Why is the Genetic Code Degenerate?

Thomas Schneider

National Institutes of Health, Frederick Maryland, USA

The genetic code is said to be degenerate because in messenger RNA there are 64 triplets of the four nucleotide bases, the codons, but these translate to only 20 common amino acids. The degree of degeneracy can be understood using information theory. Selecting one amino acid for insertion into a protein takes log2 20 ≈ 4.3 bits of information, but the coding potential in the mRNA is log2 64 = 6 bits. Dividing these to form a unitless measure of the code degeneracy gives the code efficiency, 4.3/6 ≈ 72%.

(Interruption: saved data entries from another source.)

impl<P: Pipeline, M: EntityMetadata> Session<P, M> {
    /// Create a new session with default configuration.
    pub fn new(pipeline: P, metadata: Arc<M>) -> Self {
        Self::with_config(pipeline, metadata, SessionConfig::default())
    }

    /// Create a new session with custom configuration.
    pub fn with_config(pipeline: P, metadata: Arc<M>, config: SessionConfig) -> Self {
        Self {
            pipeline,
            metadata,
            context: MappingContext::new(),
            config,
            batches_executed: 0,
        }
    }

    pub fn pipeline(&self) -> &P {
        &self.pipeline
    }

    pub fn metadata(&self) -> &M {
        &self.metadata
    }

    pub fn config(&self) -> &SessionConfig {
        &self.config
    }

    /// Read-only view of what the session tracks.
    pub fn context(&self) -> &MappingContext {
        &self.context
    }

    // ========================================================================
    // Save
    // ========================================================================

    /// Save `entity` and everything reachable from it within the default
    /// save depth.
    pub async fn save(&mut self, cx: &Cx, entity: &EntityRef) -> Outcome<FlushResult, Error> {
        let depth = self.config.default_save_depth;
        self.save_roots(cx, std::slice::from_ref(entity), depth)
            .await
    }

    /// Save `entity` and everything within `depth` hops of it.
    ///
    /// Depth 0 persists the entity's own properties only.
    pub async fn save_with_depth(
        &mut self,
        cx: &Cx,
        entity: &EntityRef,
        depth: Depth,
    ) -> Outcome<FlushResult, Error> {
        self.save_roots(cx, std::slice::from_ref(entity), depth)
            .await
    }

    /// Save several roots in one batch.
    pub async fn save_all(
        &mut self,
        cx: &Cx,
        entities: &[EntityRef],
    ) -> Outcome<FlushResult, Error> {
        let depth = self.config.default_save_depth;
        self.save_roots(cx, entities, depth).await
    }

    #[tracing::instrument(level = "debug", skip(self, cx, roots), fields(roots = roots.len()))]
    async fn save_roots(
        &mut self,
        cx: &Cx,
        roots: &[EntityRef],
        depth: Depth,
    ) -> Outcome<FlushResult, Error> {
        let plan = match UnitOfWork::new(&*self.metadata, &self.context).plan_save(roots, depth) {
            Ok(plan) => plan,
            Err(e) => return Outcome::Err(e),
        };

        if !plan.is_empty() {
            self.batches_executed += 1;
        }

        let response = match plan.execute(cx, &self.pipeline).await {
            Outcome::Ok(response) => response,
            Outcome::Err(e) => return Outcome::Err(e),
            Outcome::Cancelled(r) => return Outcome::Cancelled(r),
            Outcome::Panicked(p) => return Outcome::Panicked(p),
        };

        match plan.fold(&response, &mut self.context) {
            Ok(result) => Outcome::Ok(result),
            Err(e) => Outcome::Err(e),
        }
    }

    // ========================================================================
    // Load
    // ========================================================================

    /// Load the `label` node with identity `id`, with the default load depth.
    ///
    /// Returns `None` if no such node exists.
    pub async fn load(
        &mut self,
        cx: &Cx,
        label: &str,
        id: impl Into<NodeId>,
    ) -> Outcome<Option<EntityRef>, Error> {
        let depth = self.config.default_load_depth;
        self.load_with_depth(cx, label, id, depth).await
    }

    /// Load one node and everything within `depth` hops of it.
    ///
    /// A tracked identity reuses the instance the session already holds.
    /// Relationship collections of reused instances are merged, never
    /// pruned: call [`Session::clear`] first to load a smaller neighbourhood
    /// than before.
    pub async fn load_with_depth(
        &mut self,
        cx: &Cx,
        label: &str,
        id: impl Into<NodeId>,
        depth: Depth,
    ) -> Outcome<Option<EntityRef>, Error> {
        let id = id.into();
        let statement = Statement::FetchById {
            id,
            label: Some(label.to_string()),
            depth,
        };
        match self.fetch(cx, label, statement, depth).await {
            Outcome::Ok(mut roots) => {
                if roots.is_empty() {
                    tracing::debug!(label = label, id = id.get(), "No node with that identity");
                    Outcome::Ok(None)
                } else {
                    Outcome::Ok(Some(roots.swap_remove(0)))
                }
            }
            Outcome::Err(e) => Outcome::Err(e),
            Outcome::Cancelled(r) => Outcome::Cancelled(r),
            Outcome::Panicked(p) => Outcome::Panicked(p),
        }
    }

    /// Load every node with `label`.
    pub async fn load_all(
        &mut self,
        cx: &Cx,
        label: &str,
        depth: Depth,
    ) -> Outcome<Vec<EntityRef>, Error> {
        let statement = Statement::FetchAll {
            label: label.to_string(),
            depth,
        };
        self.fetch(cx, label, statement, depth).await
    }

    /// Load every node with `label` whose properties match all `filters`.
    pub async fn load_by_filter(
        &mut self,
        cx: &Cx,
        label: &str,
        filters: &Filters,
        depth: Depth,
    ) -> Outcome<Vec<EntityRef>, Error> {
        let statement = Statement::FetchByFilter {
            label: label.to_string(),
            filters: filters.clone(),
            depth,
        };
        self.fetch(cx, label, statement, depth).await
    }

    #[tracing::instrument(level = "debug", skip(self, cx, statement))]
    async fn fetch(
        &mut self,
        cx: &Cx,
        label: &str,
        statement: Statement,
        depth: Depth,
    ) -> Outcome<Vec<EntityRef>, Error> {
        if let Err(e) = self.metadata.fields_of(label) {
            return Outcome::Err(e);
        }

        let response = match self.submit(cx, Batch::from(vec![statement])).await {
            Outcome::Ok(response) => response,
            Outcome::Err(e) => return Outcome::Err(e),
            Outcome::Cancelled(r) => return Outcome::Cancelled(r),
            Outcome::Panicked(p) => return Outcome::Panicked(p),
        };

        match Hydrator::new(&*self.metadata, &mut self.context).hydrate(&response, depth) {
            Ok(roots) => Outcome::Ok(roots),
            Err(e) => Outcome::Err(e),
        }
    }

    // ========================================================================
    // Delete
    // ========================================================================

    /// Detach-delete the node behind `entity`.
    ///
    /// The session forgets the identity and its relationships, and the entity
    /// becomes transient again. Returns `false` without touching the graph
    /// for an entity whose identity this session does not track (never
    /// persisted, or held across [`Session::clear`]), and `false` when the
    /// node no longer existed.
    pub async fn delete(&mut self, cx: &Cx, entity: &EntityRef) -> Outcome<bool, Error> {
        let (label, id) = {
            let guard = entity.read();
            (guard.label().to_string(), guard.id())
        };
        let Some(id) = id.filter(|known| self.context.is_tracked(*known)) else {
            tracing::debug!(label = %label, "Delete of an untracked entity ignored");
            return Outcome::Ok(false);
        };
        if let Err(e) = self.metadata.fields_of(&label) {
            return Outcome::Err(e);
        }

        let response = match self
            .submit(cx, Batch::from(vec![Statement::DeleteNode { id }]))
            .await
        {
            Outcome::Ok(response) => response,
            Outcome::Err(e) => return Outcome::Err(e),
            Outcome::Cancelled(r) => return Outcome::Cancelled(r),
            Outcome::Panicked(p) => return Outcome::Panicked(p),
        };

        self.context.forget(id);
        entity.write().clear_id();
        Outcome::Ok(response.deleted.contains(&id))
    }

    /// Detach-delete every node with `label`. Returns how many were deleted.
    pub async fn delete_all(&mut self, cx: &Cx, label: &str) -> Outcome<usize, Error> {
        let statement = Statement::DeleteAll {
            label: label.to_string(),
        };
        self.delete_matching(cx, label, statement).await
    }

    /// Detach-delete every node with `label` matching all `filters`.
    pub async fn delete_by_filter(
        &mut self,
        cx: &Cx,
        label: &str,
        filters: &Filters,
    ) -> Outcome<usize, Error> {
        let statement = Statement::DeleteByFilter {
            label: label.to_string(),
            filters: filters.clone(),
        };
        self.delete_matching(cx, label, statement).await
    }

    async fn delete_matching(
        &mut self,
        cx: &Cx,
        label: &str,
        statement: Statement,
    ) -> Outcome<usize, Error> {
        if let Err(e) = self.metadata.fields_of(label) {
            return Outcome::Err(e);
        }

        let response = match self.submit(cx, Batch::from(vec![statement])).await {
            Outcome::Ok(response) => response,
            Outcome::Err(e) => return Outcome::Err(e),
            Outcome::Cancelled(r) => return Outcome::Cancelled(r),
            Outcome::Panicked(p) => return Outcome::Panicked(p),
        };

        for id in &response.deleted {
            if let Some(entity) = self.context.lookup(*id) {
                entity.write().clear_id();
            }
            self.context.forget(*id);
        }
        tracing::debug!(label = label, deleted = response.deleted.len(), "Deleted nodes");
        Outcome::Ok(response.deleted.len())
    }

    // ========================================================================
    // Context
    // ========================================================================

    /// Forget every tracked identity, snapshot and relationship.
    ///
    /// Entities the caller still holds keep their identity fields but are
    /// treated as transient by the next save and ignored by [`Session::delete`],
    /// and the next load builds fresh instances.
    pub fn clear(&mut self) {
        self.context.clear();
    }

    /// Is `entity` tracked by this session with its current identity?
    pub fn contains(&self, entity: &EntityRef) -> bool {
        entity
            .id()
            .is_some_and(|id| self.context.is_canonical(id, entity))
    }

    /// Would a save of `entity` at depth 0 emit anything?
    pub fn is_modified(&self, entity: &EntityRef) -> bool {
        let guard = entity.read();
        let Some(id) = guard.id() else {
            return true;
        };
        if !self.context.is_tracked(id) {
            return true;
        }
        match self
            .metadata
            .persistent_properties(guard.label(), guard.properties())
        {
            Ok(current) => self.context.is_dirty(id, &current),
            Err(e) => {
                tracing::debug!(error = %e, "Metadata lookup failed; reporting entity as modified");
                true
            }
        }
    }

    /// Dump session state for debugging.
    pub fn debug_state(&self) -> SessionDebugInfo {
        let stats = self.context.stats();
        SessionDebugInfo {
            tracked: stats.entities,
            snapshots: stats.snapshots,
            relationships: stats.relationships,
            batches_executed: self.batches_executed,
        }
    }

    async fn submit(&mut self, cx: &Cx, batch: Batch) -> Outcome<Response, Error> {
        self.batches_executed += 1;
        tracing::debug!(statements = batch.len(), "Submitting batch");
        self.pipeline.execute(cx, &batch).await
    }
}
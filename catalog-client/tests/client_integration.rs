// catalog-client/tests/client_integration.rs
// Round trips against a scripted local catalog API

use std::sync::{Arc, Mutex};

use catalog_client::{ClientConfig, ClientError, DescriptionRequest, ProgressFn};
use catalog_mock::{Method, MockCatalog, StatusCode};
use serde_json::json;

#[tokio::test]
async fn test_fetch_categories() {
    let catalog = MockCatalog::new()
        .ok(
            Method::GET,
            "/api/v1/category",
            json!({
                "status": "success",
                "payload": [
                    {"_id": "1", "name": "A", "children": [
                        {"_id": "2", "name": "B", "children": []}
                    ]}
                ]
            }),
        )
        .start()
        .await
        .unwrap();

    let client = ClientConfig::new(catalog.base_url())
        .with_token("secret")
        .build_client()
        .unwrap();
    let tree = client.fetch_categories().await.unwrap();

    assert_eq!(tree.len(), 1);
    assert_eq!(tree[0].name, "A");
    assert_eq!(tree[0].children[0].id.as_str(), "2");

    let requests = catalog.requests();
    assert_eq!(requests.len(), 1);
    assert!(requests[0].is(Method::GET, "/api/v1/category"));
    assert_eq!(requests[0].header("authorization"), Some("Bearer secret"));
}

#[tokio::test]
async fn test_upload_media_reports_progress_and_normalizes_payload() {
    let catalog = MockCatalog::new()
        .ok(
            Method::POST,
            "/api/v1/upload",
            json!({
                "status": "success",
                "payload": {"secure_url": "https://cdn.example.com/x.jpg"}
            }),
        )
        .start()
        .await
        .unwrap();

    let client = ClientConfig::new(catalog.base_url())
        .with_upload_chunk_size(256)
        .build_client()
        .unwrap();

    let seen = Arc::new(Mutex::new(Vec::new()));
    let sink = seen.clone();
    let progress: ProgressFn = Arc::new(move |p| sink.lock().unwrap().push(p));

    let receipt = client
        .upload_media("x.png", "image/png", vec![7u8; 1024], progress)
        .await
        .unwrap();

    assert!(receipt.is_success());
    assert_eq!(
        receipt.primary_reference(),
        Some("https://cdn.example.com/x.jpg")
    );

    let seen = seen.lock().unwrap().clone();
    assert_eq!(seen, vec![25, 50, 75, 100]);

    let requests = catalog.requests();
    assert!(requests[0].is(Method::POST, "/api/v1/upload"));
    let body = requests[0].text();
    assert!(body.contains("name=\"images\""));
    assert!(body.contains("filename=\"x.png\""));
}

#[tokio::test]
async fn test_generate_description_accepts_legacy_shape() {
    let catalog = MockCatalog::new()
        .ok(
            Method::POST,
            "/api/v1/ai/generate-description",
            json!({"description": "A sturdy mug."}),
        )
        .start()
        .await
        .unwrap();
    let client = ClientConfig::new(catalog.base_url()).build_client().unwrap();

    let text = client
        .generate_description(&DescriptionRequest {
            title: Some("Mug".into()),
            category: "Kitchen".into(),
            tags: None,
            brand: None,
        })
        .await
        .unwrap();
    assert_eq!(text, "A sturdy mug.");

    let requests = catalog.requests();
    assert!(requests[0].is(Method::POST, "/api/v1/ai/generate-description"));
    assert_eq!(requests[0].json()["category"], "Kitchen");
}

#[tokio::test]
async fn test_server_error_surfaces_envelope_message() {
    let catalog = MockCatalog::new()
        .route(
            Method::PUT,
            "/api/v1/product/p1",
            StatusCode::BAD_REQUEST,
            json!({"status": "error", "message": "price must be positive"}),
        )
        .start()
        .await
        .unwrap();
    let client = ClientConfig::new(catalog.base_url()).build_client().unwrap();

    let err = client
        .update_product("p1", &Default::default())
        .await
        .unwrap_err();
    assert!(matches!(err, ClientError::Validation(ref m) if m == "price must be positive"));

    assert!(catalog.requests()[0].is(Method::PUT, "/api/v1/product/p1"));
}
//! AI description context
//!
//! Builds the generation request from the draft and validates what comes
//! back. The editor owns the call and the write into `description`.

use serde_json::Value;
use shared::models::{Category, CategoryId, DescriptionRequest};

use crate::category::{NOT_SPECIFIED, name_of};
use crate::error::GenerationError;
use crate::fields::{BRAND, CATEGORY_ID, TAGS, TITLE};
use crate::form::ProductDraft;

/// Text of a scalar field; lists are joined with `", "`
fn text_of(draft: &ProductDraft, field: &str) -> Option<String> {
    match draft.get(field)? {
        Value::String(s) => Some(s.clone()),
        Value::Number(n) => Some(n.to_string()),
        Value::Array(items) => Some(
            items
                .iter()
                .filter_map(Value::as_str)
                .collect::<Vec<_>>()
                .join(", "),
        ),
        _ => None,
    }
}

/// Prompt context for the current draft
///
/// The category is sent by display name; an unset or unknown id becomes
/// `"not specified"`.
pub fn build_request(draft: &ProductDraft, tree: &[Category]) -> DescriptionRequest {
    let category = draft
        .get(CATEGORY_ID)
        .and_then(CategoryId::from_value)
        .map(|id| name_of(tree, &id))
        .unwrap_or(NOT_SPECIFIED);

    DescriptionRequest {
        title: text_of(draft, TITLE),
        category: category.to_string(),
        tags: text_of(draft, TAGS),
        brand: text_of(draft, BRAND),
    }
}

/// Reject blank generations
pub fn accept_description(text: String) -> Result<String, GenerationError> {
    let trimmed = text.trim();
    if trimmed.is_empty() {
        return Err(GenerationError::EmptyDescription);
    }
    Ok(trimmed.to_string())
}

Surprisingly, similar efficiencies are found for DNA protein binding sites, photosensitive proteins, and motility systems (TDS in preparation). Efficiencies near 70% can be explained given the requirement that choices must be made precisely, with minimal errors, to create distinct biological states such as the selection of particular amino acids. As Shannon showed for communications, this is possible by using a high dimensional coding space. Refinement of the computation using over a billion amino acids from the UniRef database predicts an efficiency of 0.6949, which is significantly higher than the theoretical maximum, ln 2 = 0.6931. Using basic information theory, this discrepancy was used to predict that the error rate of translation is < 1⋅10-3 errors per amino acid, which fits measured rates of 5⋅10-5 to 3⋅10-3. Conversely, taking the average error rate to be exactly 1⋅10-3, the theory fits the data to about 4 decimal places. The theory not only correctly predicts the error rate of translation from amino acid frequencies but it also explains why and to exactly what degree the genetic code is degenerate.